### SUPPLIED RECORDS
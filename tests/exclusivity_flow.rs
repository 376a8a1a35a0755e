use sea_orm::ActiveValue::NotSet;
use sea_orm::{ActiveModelTrait, ColumnTrait, EntityTrait, PaginatorTrait, QueryFilter, Set};
use showroom_api::{
    db::{create_pool, run_migrations},
    dto::{
        catalog::{
            CategoryRequest, CreateModelRequest, CreateSeriesRequest, UpdateModelRequest,
            UpdateSeriesRequest,
        },
        company::{CreateBranchRequest, CreateCompanyRequest, UpdateBranchRequest},
        homepage::HeroSectionRequest,
        products::{
            CreateProductRequest, ProductImageInput, ProductPlacement, ProductVideoInput,
            UpdateProductImageRequest, UpdateProductRequest,
        },
    },
    entity::{
        branches::{Column as BranchCol, Entity as Branches},
        hero_sections::Entity as HeroSections,
        model_categories::Entity as ModelCategories,
        product_images::{Column as ImageCol, Entity as ProductImages},
        products::{Column as ProductCol, Entity as Products},
        series_categories::Entity as SeriesCategories,
        users::ActiveModel as UserActive,
    },
    error::AppError,
    middleware::auth::AuthUser,
    services::{catalog_service, company_service, homepage_service, product_service},
    state::AppState,
};
use std::time::Duration;

use tokio::sync::OnceCell;
use uuid::Uuid;

static MIGRATED: OnceCell<()> = OnceCell::const_new();

fn database_url() -> Option<String> {
    std::env::var("TEST_DATABASE_URL")
        .or_else(|_| std::env::var("DATABASE_URL"))
        .ok()
}

// Tests share one database, so every fixture gets a unique name and nothing is truncated.
async fn setup_state() -> anyhow::Result<Option<AppState>> {
    let Some(database_url) = database_url() else {
        eprintln!("Skipping test: set TEST_DATABASE_URL or DATABASE_URL to run integration tests.");
        return Ok(None);
    };

    let pool = create_pool(&database_url, 5).await?;
    let state = AppState::new(pool, "test-secret");
    MIGRATED
        .get_or_try_init(|| async { run_migrations(&state.orm).await.map(|_| ()) })
        .await?;
    Ok(Some(state))
}

async fn create_admin(state: &AppState) -> anyhow::Result<AuthUser> {
    let user = UserActive {
        id: Set(Uuid::new_v4()),
        email: Set(format!("admin-{}@example.com", Uuid::new_v4())),
        password_hash: Set("dummy".into()),
        role: Set("admin".into()),
        created_at: NotSet,
    }
    .insert(&state.orm)
    .await?;

    Ok(AuthUser {
        user_id: user.id,
        role: "admin".into(),
    })
}

fn unique(prefix: &str) -> String {
    format!("{prefix}-{}", &Uuid::new_v4().simple().to_string()[..12])
}

async fn create_company(state: &AppState, admin: &AuthUser) -> anyhow::Result<Uuid> {
    let resp = company_service::create_company(
        state,
        admin,
        CreateCompanyRequest {
            name: unique("company"),
            phone: None,
            whatsapp: "https://wa.me/905321234567".into(),
            mail_address: "info@example.com".into(),
            logo: "company_logos/logo.png".into(),
        },
    )
    .await?;
    Ok(resp.data.expect("company").id)
}

fn branch_request(is_main: bool) -> CreateBranchRequest {
    CreateBranchRequest {
        name: unique("branch"),
        email: None,
        address: None,
        photo: None,
        instagram_url: None,
        facebook_url: None,
        twitter_url: None,
        google_business_url: None,
        youtube_url: None,
        is_main,
    }
}

fn empty_branch_update() -> UpdateBranchRequest {
    UpdateBranchRequest {
        company_id: None,
        name: None,
        email: None,
        address: None,
        photo: None,
        instagram_url: None,
        facebook_url: None,
        twitter_url: None,
        google_business_url: None,
        youtube_url: None,
        is_main: None,
    }
}

async fn main_branches(state: &AppState, company_id: Uuid) -> anyhow::Result<Vec<Uuid>> {
    Ok(Branches::find()
        .filter(BranchCol::CompanyId.eq(company_id))
        .filter(BranchCol::IsMain.eq(true))
        .all(&state.orm)
        .await?
        .into_iter()
        .map(|b| b.id)
        .collect())
}

fn product_request(name: &str, placement: ProductPlacement) -> CreateProductRequest {
    CreateProductRequest {
        name: name.to_string(),
        placement,
        width: 200.0,
        height: 80.0,
        depth: 90.0,
        description: String::new(),
        stock: 1,
        images: vec![],
        videos: vec![],
    }
}

fn image(is_cover: bool) -> ProductImageInput {
    ProductImageInput {
        image: format!("product_images/{}.jpg", Uuid::new_v4()),
        alt_text: None,
        is_cover,
    }
}

async fn covers(state: &AppState, product_id: Uuid) -> anyhow::Result<Vec<Uuid>> {
    Ok(ProductImages::find()
        .filter(ImageCol::ProductId.eq(product_id))
        .filter(ImageCol::IsCover.eq(true))
        .all(&state.orm)
        .await?
        .into_iter()
        .map(|i| i.id)
        .collect())
}

async fn create_category(state: &AppState, admin: &AuthUser) -> anyhow::Result<Uuid> {
    let category = catalog_service::create_category(
        state,
        admin,
        CategoryRequest {
            name: unique("category"),
        },
    )
    .await?
    .data
    .expect("category");
    Ok(category.id)
}

async fn create_series(
    state: &AppState,
    admin: &AuthUser,
    category_id: Uuid,
) -> anyhow::Result<Uuid> {
    let series = catalog_service::create_series(
        state,
        admin,
        CreateSeriesRequest {
            category_id,
            name: unique("series"),
        },
    )
    .await?
    .data
    .expect("series");
    Ok(series.id)
}

async fn create_model(state: &AppState, admin: &AuthUser, series_id: Uuid) -> anyhow::Result<Uuid> {
    let model = catalog_service::create_model(
        state,
        admin,
        CreateModelRequest {
            series_id,
            category_id: None,
            name: unique("model"),
        },
    )
    .await?
    .data
    .expect("model");
    Ok(model.id)
}

async fn create_placed_product(
    state: &AppState,
    admin: &AuthUser,
    placement: ProductPlacement,
) -> anyhow::Result<Uuid> {
    let detail = product_service::create_product(
        state,
        admin,
        product_request(&unique("product"), placement),
    )
    .await?
    .data
    .expect("product");
    Ok(detail.product.id)
}

async fn product_category(state: &AppState, product_id: Uuid) -> anyhow::Result<Option<Uuid>> {
    let product = Products::find_by_id(product_id)
        .one(&state.orm)
        .await?
        .expect("product exists");
    Ok(product.category_id)
}

#[tokio::test]
async fn main_branch_follows_the_last_promotion() -> anyhow::Result<()> {
    let Some(state) = setup_state().await? else {
        return Ok(());
    };
    let admin = create_admin(&state).await?;
    let company_id = create_company(&state, &admin).await?;

    let mut ids = Vec::new();
    for _ in 0..3 {
        let resp =
            company_service::create_branch(&state, &admin, company_id, branch_request(false))
                .await?;
        ids.push(resp.data.expect("branch").id);
    }
    assert!(main_branches(&state, company_id).await?.is_empty());

    for id in &ids {
        company_service::set_main_branch(&state, &admin, company_id, *id).await?;
        assert_eq!(main_branches(&state, company_id).await?, vec![*id]);
    }

    // Creating a branch flagged as main takes the flag over.
    let resp =
        company_service::create_branch(&state, &admin, company_id, branch_request(true)).await?;
    let newest = resp.data.expect("branch").id;
    assert_eq!(main_branches(&state, company_id).await?, vec![newest]);

    // Demoting through a regular update leaves the company without a main branch.
    let mut update = empty_branch_update();
    update.is_main = Some(false);
    company_service::update_branch(&state, &admin, newest, update).await?;
    assert!(main_branches(&state, company_id).await?.is_empty());

    Ok(())
}

#[tokio::test]
async fn saving_a_non_main_branch_leaves_the_main_one_alone() -> anyhow::Result<()> {
    let Some(state) = setup_state().await? else {
        return Ok(());
    };
    let admin = create_admin(&state).await?;
    let company_id = create_company(&state, &admin).await?;

    let main = company_service::create_branch(&state, &admin, company_id, branch_request(true))
        .await?
        .data
        .expect("branch")
        .id;
    let other = company_service::create_branch(&state, &admin, company_id, branch_request(false))
        .await?
        .data
        .expect("branch")
        .id;

    let mut update = empty_branch_update();
    update.is_main = Some(false);
    update.address = Some("Bağdat Cad. No:5".into());
    company_service::update_branch(&state, &admin, other, update).await?;

    let mut update = empty_branch_update();
    update.name = Some(unique("renamed"));
    company_service::update_branch(&state, &admin, other, update).await?;

    assert_eq!(main_branches(&state, company_id).await?, vec![main]);
    Ok(())
}

#[tokio::test]
async fn set_main_branch_rejects_branch_of_another_company() -> anyhow::Result<()> {
    let Some(state) = setup_state().await? else {
        return Ok(());
    };
    let admin = create_admin(&state).await?;
    let company_a = create_company(&state, &admin).await?;
    let company_b = create_company(&state, &admin).await?;

    let branch = company_service::create_branch(&state, &admin, company_a, branch_request(false))
        .await?
        .data
        .expect("branch")
        .id;

    let result = company_service::set_main_branch(&state, &admin, company_b, branch).await;
    assert!(matches!(result, Err(AppError::NotFound)));
    assert!(main_branches(&state, company_a).await?.is_empty());
    Ok(())
}

#[tokio::test]
async fn racing_cover_writes_leave_exactly_one_cover() -> anyhow::Result<()> {
    let Some(state) = setup_state().await? else {
        return Ok(());
    };
    let admin = create_admin(&state).await?;

    let mut request = product_request(&unique("product"), ProductPlacement::default());
    request.images = vec![image(true), image(false), image(false)];
    let request_paths: Vec<String> = request.images.iter().map(|i| i.image.clone()).collect();
    let detail = product_service::create_product(&state, &admin, request)
        .await?
        .data
        .expect("product");
    let product_id = detail.product.id;
    assert_eq!(detail.images.len(), 3);
    assert!(detail.images[0].is_cover, "cover image is listed first");

    // Inline images keep their submitted order behind the cover.
    let submitted: Vec<&str> = request_paths.iter().map(String::as_str).collect();
    let listed: Vec<&str> = detail.images.iter().map(|i| i.image.as_str()).collect();
    assert_eq!(listed, submitted);

    let second = detail.images[1].id;
    let third = detail.images[2].id;

    let (a, b) = tokio::join!(
        product_service::set_cover_image(&state, &admin, product_id, second),
        product_service::set_cover_image(&state, &admin, product_id, third),
    );
    a?;
    b?;

    let current = covers(&state, product_id).await?;
    assert_eq!(current.len(), 1);
    assert!(current[0] == second || current[0] == third);

    // Two concurrent inserts flagged as cover behave the same way.
    let (a, b) = tokio::join!(
        product_service::add_image(&state, &admin, product_id, image(true)),
        product_service::add_image(&state, &admin, product_id, image(true)),
    );
    a?;
    b?;
    assert_eq!(covers(&state, product_id).await?.len(), 1);

    Ok(())
}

### WHAT YOU NEED TO DO
Your answer should be each line from the entries that includes the string "prefix".

### ANSWER TO THE EXERCISE
fn unique(prefix: &str) -> String {
    format!("{prefix}-{}", &Uuid::new_v4().simple().to_string()[..12])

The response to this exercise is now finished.